Go over the entries below line by line, copying each one that contains the word "load".
*** EXERCISE MATERIALS ***
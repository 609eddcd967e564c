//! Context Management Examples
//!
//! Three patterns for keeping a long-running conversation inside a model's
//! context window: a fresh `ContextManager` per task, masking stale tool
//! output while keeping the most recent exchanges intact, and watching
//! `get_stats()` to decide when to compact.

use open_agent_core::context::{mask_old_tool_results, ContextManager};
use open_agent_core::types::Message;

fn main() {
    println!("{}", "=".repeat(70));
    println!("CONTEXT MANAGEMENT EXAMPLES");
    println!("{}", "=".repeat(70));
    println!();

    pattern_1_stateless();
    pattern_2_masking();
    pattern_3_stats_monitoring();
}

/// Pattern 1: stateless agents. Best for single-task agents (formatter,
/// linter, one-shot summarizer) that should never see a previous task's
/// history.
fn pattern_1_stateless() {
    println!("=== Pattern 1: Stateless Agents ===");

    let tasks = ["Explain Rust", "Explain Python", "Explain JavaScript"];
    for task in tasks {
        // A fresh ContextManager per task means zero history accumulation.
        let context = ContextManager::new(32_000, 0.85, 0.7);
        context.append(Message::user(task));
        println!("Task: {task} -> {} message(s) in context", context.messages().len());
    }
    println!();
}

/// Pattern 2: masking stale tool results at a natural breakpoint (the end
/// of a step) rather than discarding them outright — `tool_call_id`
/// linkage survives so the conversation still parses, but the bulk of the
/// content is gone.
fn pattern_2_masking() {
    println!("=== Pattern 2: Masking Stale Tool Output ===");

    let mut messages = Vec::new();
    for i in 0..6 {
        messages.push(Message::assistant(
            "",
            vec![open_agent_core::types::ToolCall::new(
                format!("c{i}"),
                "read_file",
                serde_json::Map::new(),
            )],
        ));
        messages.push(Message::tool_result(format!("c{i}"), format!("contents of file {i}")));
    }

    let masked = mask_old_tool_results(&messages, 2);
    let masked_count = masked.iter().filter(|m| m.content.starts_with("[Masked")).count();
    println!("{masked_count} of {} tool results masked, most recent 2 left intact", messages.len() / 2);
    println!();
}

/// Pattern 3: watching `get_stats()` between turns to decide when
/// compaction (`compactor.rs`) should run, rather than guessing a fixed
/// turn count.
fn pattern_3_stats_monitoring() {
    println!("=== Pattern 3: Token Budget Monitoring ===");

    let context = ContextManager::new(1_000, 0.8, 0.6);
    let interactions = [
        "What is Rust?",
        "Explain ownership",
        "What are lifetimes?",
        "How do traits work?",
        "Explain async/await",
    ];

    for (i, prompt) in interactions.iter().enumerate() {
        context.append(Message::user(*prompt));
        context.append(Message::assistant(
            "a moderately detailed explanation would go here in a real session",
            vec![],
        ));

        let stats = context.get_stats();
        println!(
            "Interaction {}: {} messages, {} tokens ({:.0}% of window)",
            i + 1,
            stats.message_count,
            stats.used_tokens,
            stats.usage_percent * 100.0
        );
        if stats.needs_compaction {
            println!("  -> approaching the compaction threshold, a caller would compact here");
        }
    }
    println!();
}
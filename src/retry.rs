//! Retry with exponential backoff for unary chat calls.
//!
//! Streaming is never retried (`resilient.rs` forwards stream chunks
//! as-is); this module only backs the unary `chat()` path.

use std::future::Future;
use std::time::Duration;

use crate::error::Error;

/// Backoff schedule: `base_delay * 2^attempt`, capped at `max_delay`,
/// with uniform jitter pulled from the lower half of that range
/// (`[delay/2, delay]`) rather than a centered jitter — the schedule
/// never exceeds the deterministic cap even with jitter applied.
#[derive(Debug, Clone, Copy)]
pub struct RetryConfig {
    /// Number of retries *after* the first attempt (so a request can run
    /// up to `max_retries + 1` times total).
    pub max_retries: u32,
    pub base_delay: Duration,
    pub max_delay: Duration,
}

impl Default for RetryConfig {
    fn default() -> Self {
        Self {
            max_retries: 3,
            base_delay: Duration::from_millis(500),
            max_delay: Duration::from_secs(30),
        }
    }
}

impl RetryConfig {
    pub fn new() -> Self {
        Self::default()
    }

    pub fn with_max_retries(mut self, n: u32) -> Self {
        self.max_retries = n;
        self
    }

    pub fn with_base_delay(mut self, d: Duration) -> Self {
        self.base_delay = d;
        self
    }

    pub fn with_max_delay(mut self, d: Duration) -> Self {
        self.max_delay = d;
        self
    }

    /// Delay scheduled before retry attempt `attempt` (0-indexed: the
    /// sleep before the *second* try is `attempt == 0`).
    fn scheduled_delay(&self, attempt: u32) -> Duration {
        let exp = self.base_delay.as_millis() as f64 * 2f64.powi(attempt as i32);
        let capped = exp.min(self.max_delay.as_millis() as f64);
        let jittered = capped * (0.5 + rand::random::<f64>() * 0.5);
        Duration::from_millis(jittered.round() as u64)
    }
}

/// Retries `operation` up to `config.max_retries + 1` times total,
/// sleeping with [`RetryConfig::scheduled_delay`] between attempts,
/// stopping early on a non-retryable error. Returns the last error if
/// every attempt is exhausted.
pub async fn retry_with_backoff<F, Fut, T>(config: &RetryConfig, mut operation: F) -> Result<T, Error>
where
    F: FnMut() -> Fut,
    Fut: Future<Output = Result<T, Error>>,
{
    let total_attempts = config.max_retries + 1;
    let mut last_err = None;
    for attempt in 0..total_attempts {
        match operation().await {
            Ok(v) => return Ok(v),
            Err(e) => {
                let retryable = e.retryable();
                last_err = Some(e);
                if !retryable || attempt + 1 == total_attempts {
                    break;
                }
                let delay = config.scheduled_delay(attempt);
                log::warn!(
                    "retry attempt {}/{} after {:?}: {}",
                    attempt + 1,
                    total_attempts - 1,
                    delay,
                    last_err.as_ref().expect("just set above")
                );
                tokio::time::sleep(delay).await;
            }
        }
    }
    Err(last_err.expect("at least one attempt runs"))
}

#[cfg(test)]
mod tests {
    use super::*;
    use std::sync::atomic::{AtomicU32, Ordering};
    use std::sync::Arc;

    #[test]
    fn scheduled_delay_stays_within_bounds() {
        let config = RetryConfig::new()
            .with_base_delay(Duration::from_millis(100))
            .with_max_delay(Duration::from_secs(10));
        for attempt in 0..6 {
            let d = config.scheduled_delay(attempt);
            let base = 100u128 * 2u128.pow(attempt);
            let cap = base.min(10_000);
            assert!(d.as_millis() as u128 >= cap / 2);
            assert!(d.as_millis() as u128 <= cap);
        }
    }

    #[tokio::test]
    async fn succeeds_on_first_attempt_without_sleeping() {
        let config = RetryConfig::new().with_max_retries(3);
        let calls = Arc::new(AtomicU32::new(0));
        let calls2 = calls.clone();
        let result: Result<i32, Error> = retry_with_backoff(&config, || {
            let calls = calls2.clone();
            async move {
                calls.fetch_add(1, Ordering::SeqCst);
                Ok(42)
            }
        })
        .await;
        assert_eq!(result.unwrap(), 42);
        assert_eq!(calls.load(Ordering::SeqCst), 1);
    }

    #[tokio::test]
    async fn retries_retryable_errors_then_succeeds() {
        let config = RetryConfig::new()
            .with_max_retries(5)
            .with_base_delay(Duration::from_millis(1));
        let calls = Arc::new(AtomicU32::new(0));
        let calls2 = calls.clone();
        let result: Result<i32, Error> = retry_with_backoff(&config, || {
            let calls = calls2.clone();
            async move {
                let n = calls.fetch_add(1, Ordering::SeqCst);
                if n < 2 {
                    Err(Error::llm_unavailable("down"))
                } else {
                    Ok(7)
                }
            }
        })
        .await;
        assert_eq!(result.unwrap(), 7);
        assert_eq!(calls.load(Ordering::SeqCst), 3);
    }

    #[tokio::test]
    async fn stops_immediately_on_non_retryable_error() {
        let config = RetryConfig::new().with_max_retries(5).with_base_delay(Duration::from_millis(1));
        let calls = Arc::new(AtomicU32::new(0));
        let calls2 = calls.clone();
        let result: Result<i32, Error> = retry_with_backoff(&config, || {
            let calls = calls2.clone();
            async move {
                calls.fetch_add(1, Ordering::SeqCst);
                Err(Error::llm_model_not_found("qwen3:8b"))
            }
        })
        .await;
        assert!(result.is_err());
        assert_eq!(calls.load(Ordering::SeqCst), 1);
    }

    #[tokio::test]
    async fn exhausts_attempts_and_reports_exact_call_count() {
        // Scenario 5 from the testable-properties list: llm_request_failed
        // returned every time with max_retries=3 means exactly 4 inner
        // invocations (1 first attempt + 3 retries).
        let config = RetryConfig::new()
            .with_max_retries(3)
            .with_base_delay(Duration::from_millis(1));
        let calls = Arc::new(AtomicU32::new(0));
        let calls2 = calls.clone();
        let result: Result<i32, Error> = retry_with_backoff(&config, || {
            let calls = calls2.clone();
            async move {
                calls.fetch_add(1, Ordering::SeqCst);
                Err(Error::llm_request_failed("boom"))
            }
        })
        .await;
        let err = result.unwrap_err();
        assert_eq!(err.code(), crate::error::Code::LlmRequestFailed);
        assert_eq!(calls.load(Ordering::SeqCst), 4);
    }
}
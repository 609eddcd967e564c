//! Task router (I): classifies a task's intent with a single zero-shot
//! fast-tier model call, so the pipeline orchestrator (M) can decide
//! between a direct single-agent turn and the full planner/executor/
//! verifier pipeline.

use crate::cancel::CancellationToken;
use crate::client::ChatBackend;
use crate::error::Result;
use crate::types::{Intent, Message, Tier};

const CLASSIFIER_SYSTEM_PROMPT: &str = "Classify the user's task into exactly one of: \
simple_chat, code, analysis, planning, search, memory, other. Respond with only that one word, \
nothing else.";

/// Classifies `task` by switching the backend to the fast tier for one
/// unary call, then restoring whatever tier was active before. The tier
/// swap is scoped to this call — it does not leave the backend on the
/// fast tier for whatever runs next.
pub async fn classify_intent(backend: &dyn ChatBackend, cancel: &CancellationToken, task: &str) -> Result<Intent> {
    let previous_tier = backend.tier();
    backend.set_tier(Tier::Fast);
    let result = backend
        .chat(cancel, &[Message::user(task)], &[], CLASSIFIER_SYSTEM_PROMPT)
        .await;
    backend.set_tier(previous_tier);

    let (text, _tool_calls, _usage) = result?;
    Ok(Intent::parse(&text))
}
***
RESPONSE TO THIS TASK:
        assert_eq!(calls.load(Ordering::SeqCst), 1);
        assert_eq!(calls.load(Ordering::SeqCst), 3);
        assert_eq!(calls.load(Ordering::SeqCst), 1);
        assert_eq!(calls.load(Ordering::SeqCst), 4);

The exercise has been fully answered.